Stored items >>
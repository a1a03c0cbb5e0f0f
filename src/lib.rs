//! opalc - Semantic analysis core for the Opal scripting language
//!
//! This crate sits between the Opal parser and the code generator: it takes
//! a parsed compilation unit, builds a persistent named scope graph with a
//! symbol record per declared entity, iteratively infers the types of
//! `var` declarations, and maps source-level type names onto the backend IR
//! type system (including computed struct layouts).

pub mod analysis;
pub mod ast;
pub mod errors;
pub mod ir;

// Re-export commonly used types
pub use analysis::{
    analyze, build_symbol_table, Analysis, ResolutionState, Scope, ScopeId, Symbol, SymbolKind,
    SymbolTable, TypeResolver, GLOBAL_SCOPE,
};
pub use errors::{Diagnostic, Diagnostics, SemanticError, SemanticResult, SourceSpan};
pub use ir::{IrType, StructField, StructLayout};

Directions >> Starting at the line that holds "pub mod errors;", retype each line exactly through the end of the entries, both ends included.

Result of this task >>
pub mod errors;
pub mod ir;

// Re-export commonly used types
pub use analysis::{
    analyze, build_symbol_table, Analysis, ResolutionState, Scope, ScopeId, Symbol, SymbolKind,
    SymbolTable, TypeResolver, GLOBAL_SCOPE,
};
pub use errors::{Diagnostic, Diagnostics, SemanticError, SemanticResult, SourceSpan};
pub use ir::{IrType, StructField, StructLayout};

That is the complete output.